Post #1 made 1 year ago
Hello all

Has anyone read http://brulosophy.com/2016/05/02/hop-st ... t-results/

I have transitioned to a small bittering charge at 60 minutes and a large hop addition at flameout with a generous dry hop.

Now this article indicates there is not much difference and IBU calculations ay not be worth as much as we think.

Thoughts?
Last edited by Primavera on 05 May 2016, 07:15, edited 1 time in total.
    • SVA Brewer With Over 20 Brews From United States of America

Post #3 made 1 year ago
Hi Mad_Scientist,

What temperature do you run your hop stand at? I.e. do you cool the wort down a bit before the hop stand addition?

Thanks

Post #4 made 1 year ago
I wait a couple of minutes after flame-out just to record my VFO. I am electric and no chill, so I recirculate and will keep it from falling below 190 °F by way of PID. No chill, I like to drain into container no lower than 190 °F. It's all one big exbeeriment :lol: for me. YMMV

Rick uses gas, so I would guess he does NOT add any more heat after flame-out. :dunno:
Brewing with MS; https://goo.gl/photos/puZUgG8QRp7p8gLd9
    • SVA Brewer With Over 100 Brews From United States of America

Hop addition Exbeeriment

Post #5 made 1 year ago
I have done hop stands for 30 minutes after the temperature has dropped to 85C and I no chill. As long as the wort is over 75C for 15 minutes after packing it will effectively pasteurize it and if it is cleaned and sanitized that is really just an extra precaution.

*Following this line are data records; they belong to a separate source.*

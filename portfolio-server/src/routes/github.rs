//! GitHub proxy routes.
//!
//! Profile and repository bodies are relayed as-is. Upstream failures become
//! a generic 500; the upstream status and body only reach the log.

use axum::extract::{Path, Query, State};
use axum::Json;
use github_client::stats::{aggregate, FetchState, GitHubStatsView};
use github_client::{RepoQuery, RepoSort, MAX_PER_PAGE};
use serde::Deserialize;
use serde_json::Value;
use tracing::{error, warn};

use crate::error::{AppError, GitHubResource};
use crate::state::AppState;

/// Raw `sort` / `per_page` query parameters.
///
/// Kept as strings so a bad value falls back to the default instead of
/// rejecting the request.
#[derive(Debug, Default, Deserialize)]
pub struct RepoParams {
    pub sort: Option<String>,
    pub per_page: Option<String>,
}

impl RepoParams {
    pub fn to_query(&self) -> RepoQuery {
        let sort = match self.sort.as_deref().map(str::trim) {
            None | Some("") => RepoSort::default(),
            Some(raw) => raw.parse::<RepoSort>().unwrap_or_else(|e| {
                warn!(sort = raw, error = %e, "Unknown sort, using default");
                RepoSort::default()
            }),
        };
        let per_page = match self.per_page.as_deref().map(str::trim) {
            None | Some("") => MAX_PER_PAGE,
            Some(raw) => raw.parse::<u32>().unwrap_or_else(|e| {
                warn!(per_page = raw, error = %e, "Invalid per_page, using default");
                MAX_PER_PAGE
            }),
        };
        RepoQuery::new(sort, per_page)
    }
}

/// `GET /api/github/{username}`
pub async fn github_user_handler(
    State(state): State<AppState>,
    Path(username): Path<String>,
) -> Result<Json<Value>, AppError> {
    let body = state
        .github
        .get_user(&username)
        .await
        .map_err(AppError::github(GitHubResource::User))?;
    Ok(Json(body))
}

/// `GET /api/github/{username}/repos?sort=&per_page=`
pub async fn github_repos_handler(
    State(state): State<AppState>,
    Path(username): Path<String>,
    Query(params): Query<RepoParams>,
) -> Result<Json<Value>, AppError> {
    let body = state
        .github
        .get_repos(&username, &params.to_query())
        .await
        .map_err(AppError::github(GitHubResource::Repos))?;
    Ok(Json(body))
}

/// `GET /api/github/{username}/stats`
///
/// Fetches profile and repositories concurrently and always answers 200; a
/// failed fetch shows up in the view's `error` field.
pub async fn github_stats_handler(
    State(state): State<AppState>,
    Path(username): Path<String>,
    Query(params): Query<RepoParams>,
) -> Json<GitHubStatsView> {
    let query = params.to_query();
    let (user, repos) = tokio::join!(
        state.github.get_user_summary(&username),
        state.github.get_repo_summaries(&username, &query),
    );

    if let Err(e) = &user {
        error!(resource = %GitHubResource::User, error = %e, "GitHub stats fetch failed");
    }
    if let Err(e) = &repos {
        error!(resource = %GitHubResource::Repos, error = %e, "GitHub stats fetch failed");
    }

    let user = FetchState::from_result(user, GitHubResource::User.failure_message());
    let repos = FetchState::from_result(repos, GitHubResource::Repos.failure_message());

    Json(aggregate(&user, &repos))
}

Calculating late additions in terms of IBUs is fraught with danger. There really is no clear understanding of what actually happens so it really comes down to personal taste.

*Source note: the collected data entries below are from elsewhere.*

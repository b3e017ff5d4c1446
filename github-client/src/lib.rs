//! # GitHub client
//!
//! Read-only access to the public GitHub REST API on behalf of the portfolio
//! site, plus the statistics derived from it.
//!
//! ## GitHubClient
//!
//! Issues the two upstream queries the site needs:
//! - `GET /users/{username}` (profile)
//! - `GET /users/{username}/repos?sort=&per_page=` (repository list)
//!
//! Bodies are returned as raw [`serde_json::Value`] so the server can relay
//! them unmodified. No caching and no retries: one failed upstream call is one
//! [`GitHubError`].
//!
//! ## Stats
//!
//! [`stats::aggregate`] folds a profile and a repository list, each of which
//! may still be loading or may have failed, into counters and a featured
//! project list.
//!
//! ## Example
//!
//! ```rust,no_run
//! use github_client::{GitHubClient, RepoQuery};
//! use std::time::Duration;
//!
//! async fn example() -> Result<(), github_client::GitHubError> {
//!     let client = GitHubClient::new("https://api.github.com", Duration::from_secs(5), None)?;
//!     let user = client.get_user("octocat").await?;
//!     let repos = client.get_repos("octocat", &RepoQuery::default()).await?;
//!     println!("{} / {}", user["login"], repos.as_array().map_or(0, |r| r.len()));
//!     Ok(())
//! }
//! ```

mod client;
mod error;
mod models;
pub mod stats;

pub use client::{GitHubClient, DEFAULT_TIMEOUT, GITHUB_API_BASE};
pub use error::GitHubError;
pub use models::{GitHubRepoSummary, GitHubUserSummary, RepoQuery, RepoSort, MAX_PER_PAGE};
pub use reqwest::Url;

I have made 3 different beers from one wort by only cube hopping 3 separate cubes with not bittering addition at all and they turned out great.

Try different things, see what you like, do more of that. Rinse and repeat!

Post #6 made 1 year ago
Side by side experiments are always the best. Of course, you need to repeat them on different styles and, often, on the same style, to draw conclusions. (We did a similiar experiment here, about five years ago, on an IPA and also got the same sort of results.)

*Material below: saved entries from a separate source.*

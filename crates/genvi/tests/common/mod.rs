#![allow(dead_code)]

use std::f64::consts::PI;

use genvi::{
    lit, normal_reparam, s, uniform, var, ChoiceMap, ImportanceSampler, Marginal, Program, Value,
};

/// `x, y ~ N(0, 10)`, `z ~ N(x^2 + y^2, 0.1 + (x^2 + y^2) / 100)`.
pub fn cone_model() -> Program {
    Program::builder("cone")
        .sample("x", normal_reparam(), vec![lit(0.0), lit(10.0)])
        .sample("y", normal_reparam(), vec![lit(0.0), lit(10.0)])
        .bind("rs", var("x").powi(2) + var("y").powi(2))
        .sample(
            "z",
            normal_reparam(),
            vec![var("rs"), 0.1 + var("rs") / 100.0],
        )
        .build()
}

/// A ring around `sqrt(z)` with an auxiliary angle `u`; `phi` holds the two
/// log scales.
pub fn ring_family() -> Program {
    Program::builder("ring")
        .param("data")
        .param("phi")
        .bind("z", var("data").get("z"))
        .sample("u", uniform(), vec![])
        .bind("theta", 2.0 * PI * var("u"))
        .sample(
            "x",
            normal_reparam(),
            vec![
                var("z").sqrt() * var("theta").cos(),
                var("phi").index(0).exp(),
            ],
        )
        .sample(
            "y",
            normal_reparam(),
            vec![
                var("z").sqrt() * var("theta").sin(),
                var("phi").index(1).exp(),
            ],
        )
        .build()
}

/// The ring family marginalised over `u`.
pub fn ring_marginal(particles: usize) -> Marginal {
    Marginal::new(
        s!(x) | s!(y),
        ring_family(),
        ImportanceSampler::new(particles).unwrap(),
    )
}

pub fn cone_data() -> ChoiceMap {
    ChoiceMap::from_pairs([("z", 5.0)]).unwrap()
}

/// Proposal arguments `(data, phi)` with constant parameters.
pub fn family_args(data: &ChoiceMap, phi: &[f64]) -> Vec<Value> {
    vec![
        Value::Map(data.clone()),
        Value::Tuple(phi.iter().map(|&p| Value::from(p)).collect()),
    ]
}

/// `x ~ N(0, 1)`, `y ~ N(x, 1)`.
pub fn gaussian_model() -> Program {
    Program::builder("gaussian")
        .sample("x", normal_reparam(), vec![lit(0.0), lit(1.0)])
        .sample("y", normal_reparam(), vec![var("x"), lit(1.0)])
        .build()
}

/// `x ~ N(phi_0, exp(phi_1))`.
pub fn gaussian_guide() -> Program {
    Program::builder("guide")
        .param("data")
        .param("phi")
        .sample(
            "x",
            normal_reparam(),
            vec![var("phi").index(0), var("phi").index(1).exp()],
        )
        .build()
}

pub fn mean_and_standard_error(values: &[f64]) -> (f64, f64) {
    let (mean, variance) = genvi::utils::mean_and_variance(values);
    (mean, (variance / values.len() as f64).sqrt())
}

I would have liked to have seen Tinseth IBU estimates rather than Rager as Tinseth has been shown to be better on all-grain brews.
Contrarian wrote:Calculating late additions in terms of IBUs is fraught with danger. There really is no clear understanding of what actually happens so it really comes down to personal taste.
This is a good summary of what we've talked about here for over six years now. (This post and the first link in it are relevant here.)

There is a massive focus on IBU's by homebrewers at the expense of flavour and aroma. First wort hopping adds bitterness and flavour. Late boil or post-boil additions are about adding flavour and aroma however, you rarely hear this discussed. So, what to do?

...

Firstly, find recipes you can trust when starting out.

Secondly, it took a very long time to get Section G in the BIABacus so concise. Make sure you use that; no other software asks for chilling or hop management information despite it being really important.

Thirdly, a different version of what Contrarian said above - when tasting your beer, see what you like. If there is something you don't like hop-wise, is it an imbalance in bitterness, flavour or aroma? Analysing numbers has its place but only up to a certain point. At some point, especially when working on flavour and aroma, you'll have to get away from the numbers and ask questions or experiment.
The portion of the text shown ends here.